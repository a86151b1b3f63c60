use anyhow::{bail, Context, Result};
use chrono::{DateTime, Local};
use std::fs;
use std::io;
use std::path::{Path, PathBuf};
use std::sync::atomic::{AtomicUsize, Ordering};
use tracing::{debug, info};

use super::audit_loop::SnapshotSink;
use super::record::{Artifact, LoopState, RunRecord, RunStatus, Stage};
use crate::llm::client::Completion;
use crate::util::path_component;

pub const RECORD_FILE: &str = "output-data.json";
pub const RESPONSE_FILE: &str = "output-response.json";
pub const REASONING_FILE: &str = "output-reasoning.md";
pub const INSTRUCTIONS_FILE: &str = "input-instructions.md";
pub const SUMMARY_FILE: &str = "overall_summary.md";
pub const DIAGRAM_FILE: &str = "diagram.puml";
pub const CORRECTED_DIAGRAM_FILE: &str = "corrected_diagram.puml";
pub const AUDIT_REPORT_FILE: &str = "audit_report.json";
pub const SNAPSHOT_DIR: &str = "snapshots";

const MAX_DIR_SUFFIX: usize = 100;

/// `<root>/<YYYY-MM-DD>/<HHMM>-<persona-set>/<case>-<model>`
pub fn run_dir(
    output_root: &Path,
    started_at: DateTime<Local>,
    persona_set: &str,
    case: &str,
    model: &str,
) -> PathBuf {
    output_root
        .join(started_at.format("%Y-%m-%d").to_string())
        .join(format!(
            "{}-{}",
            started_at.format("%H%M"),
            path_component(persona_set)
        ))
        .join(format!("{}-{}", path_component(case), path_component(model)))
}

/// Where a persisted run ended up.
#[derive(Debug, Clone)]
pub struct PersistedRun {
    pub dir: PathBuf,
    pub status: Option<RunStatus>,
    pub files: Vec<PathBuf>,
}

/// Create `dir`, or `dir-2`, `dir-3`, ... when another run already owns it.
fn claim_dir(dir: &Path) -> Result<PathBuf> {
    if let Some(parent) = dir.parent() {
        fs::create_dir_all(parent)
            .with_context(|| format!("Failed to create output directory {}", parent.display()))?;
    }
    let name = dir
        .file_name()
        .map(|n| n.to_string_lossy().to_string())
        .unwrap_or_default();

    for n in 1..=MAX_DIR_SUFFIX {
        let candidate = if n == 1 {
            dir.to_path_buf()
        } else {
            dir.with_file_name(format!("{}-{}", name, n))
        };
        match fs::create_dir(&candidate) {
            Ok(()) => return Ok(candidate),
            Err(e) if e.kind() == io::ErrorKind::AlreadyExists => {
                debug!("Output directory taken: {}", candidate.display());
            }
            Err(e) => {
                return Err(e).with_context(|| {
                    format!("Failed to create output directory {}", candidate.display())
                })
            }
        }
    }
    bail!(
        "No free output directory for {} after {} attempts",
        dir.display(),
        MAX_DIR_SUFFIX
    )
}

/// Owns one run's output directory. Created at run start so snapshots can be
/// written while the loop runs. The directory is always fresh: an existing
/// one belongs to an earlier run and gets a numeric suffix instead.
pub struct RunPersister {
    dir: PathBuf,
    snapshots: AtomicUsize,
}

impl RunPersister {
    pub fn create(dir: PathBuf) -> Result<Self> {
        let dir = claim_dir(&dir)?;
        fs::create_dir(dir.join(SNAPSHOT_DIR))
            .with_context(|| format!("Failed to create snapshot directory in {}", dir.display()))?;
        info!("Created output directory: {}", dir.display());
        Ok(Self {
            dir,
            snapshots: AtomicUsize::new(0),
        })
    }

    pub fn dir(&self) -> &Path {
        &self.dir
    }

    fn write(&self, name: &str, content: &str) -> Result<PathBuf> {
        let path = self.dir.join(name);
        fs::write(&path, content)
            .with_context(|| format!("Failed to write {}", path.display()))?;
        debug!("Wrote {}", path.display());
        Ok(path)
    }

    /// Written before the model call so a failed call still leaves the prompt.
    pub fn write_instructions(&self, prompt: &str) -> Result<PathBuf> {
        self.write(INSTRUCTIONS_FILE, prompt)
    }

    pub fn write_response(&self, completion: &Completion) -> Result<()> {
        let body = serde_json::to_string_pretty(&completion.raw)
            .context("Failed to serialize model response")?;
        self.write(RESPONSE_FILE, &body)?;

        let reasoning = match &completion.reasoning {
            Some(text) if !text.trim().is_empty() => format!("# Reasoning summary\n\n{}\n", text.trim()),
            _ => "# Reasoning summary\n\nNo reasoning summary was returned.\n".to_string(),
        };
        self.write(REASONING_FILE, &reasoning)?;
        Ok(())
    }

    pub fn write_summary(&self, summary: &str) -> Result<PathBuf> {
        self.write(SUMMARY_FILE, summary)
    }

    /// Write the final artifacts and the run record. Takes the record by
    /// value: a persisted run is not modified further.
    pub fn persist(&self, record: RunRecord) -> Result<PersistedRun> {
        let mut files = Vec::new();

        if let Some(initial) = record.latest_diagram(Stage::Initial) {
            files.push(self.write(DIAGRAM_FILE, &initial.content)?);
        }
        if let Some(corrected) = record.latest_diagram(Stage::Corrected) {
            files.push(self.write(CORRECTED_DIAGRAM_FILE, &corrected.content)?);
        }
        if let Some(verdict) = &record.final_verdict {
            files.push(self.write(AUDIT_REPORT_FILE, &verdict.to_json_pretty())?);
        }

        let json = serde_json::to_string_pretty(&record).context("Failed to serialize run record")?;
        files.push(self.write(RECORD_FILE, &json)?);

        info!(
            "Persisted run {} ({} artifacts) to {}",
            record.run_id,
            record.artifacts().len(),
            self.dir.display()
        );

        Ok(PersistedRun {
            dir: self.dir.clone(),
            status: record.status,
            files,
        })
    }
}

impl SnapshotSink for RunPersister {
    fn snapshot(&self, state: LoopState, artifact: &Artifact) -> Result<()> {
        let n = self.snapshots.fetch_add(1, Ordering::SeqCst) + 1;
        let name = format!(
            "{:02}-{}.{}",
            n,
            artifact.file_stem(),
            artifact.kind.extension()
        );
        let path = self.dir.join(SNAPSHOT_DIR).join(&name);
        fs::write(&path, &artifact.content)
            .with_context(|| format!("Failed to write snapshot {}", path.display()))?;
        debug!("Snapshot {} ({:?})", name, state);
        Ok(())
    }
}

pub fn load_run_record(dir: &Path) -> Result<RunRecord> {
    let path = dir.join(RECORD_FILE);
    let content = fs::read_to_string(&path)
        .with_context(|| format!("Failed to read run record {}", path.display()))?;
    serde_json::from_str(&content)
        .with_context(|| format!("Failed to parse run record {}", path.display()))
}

════════════════

» **Assignment**
Taking the line that contains "let path = self.dir.join(SNAPSHOT_DIR).join(&name);" as the first and the last line of the material as the final one, transcribe that span exactly and include nothing else.

» **The completed task**
        let path = self.dir.join(SNAPSHOT_DIR).join(&name);
        fs::write(&path, &artifact.content)
            .with_context(|| format!("Failed to write snapshot {}", path.display()))?;
        debug!("Snapshot {} ({:?})", name, state);
        Ok(())
    }
}

pub fn load_run_record(dir: &Path) -> Result<RunRecord> {
    let path = dir.join(RECORD_FILE);
    let content = fs::read_to_string(&path)
        .with_context(|| format!("Failed to read run record {}", path.display()))?;
    serde_json::from_str(&content)
        .with_context(|| format!("Failed to parse run record {}", path.display()))
}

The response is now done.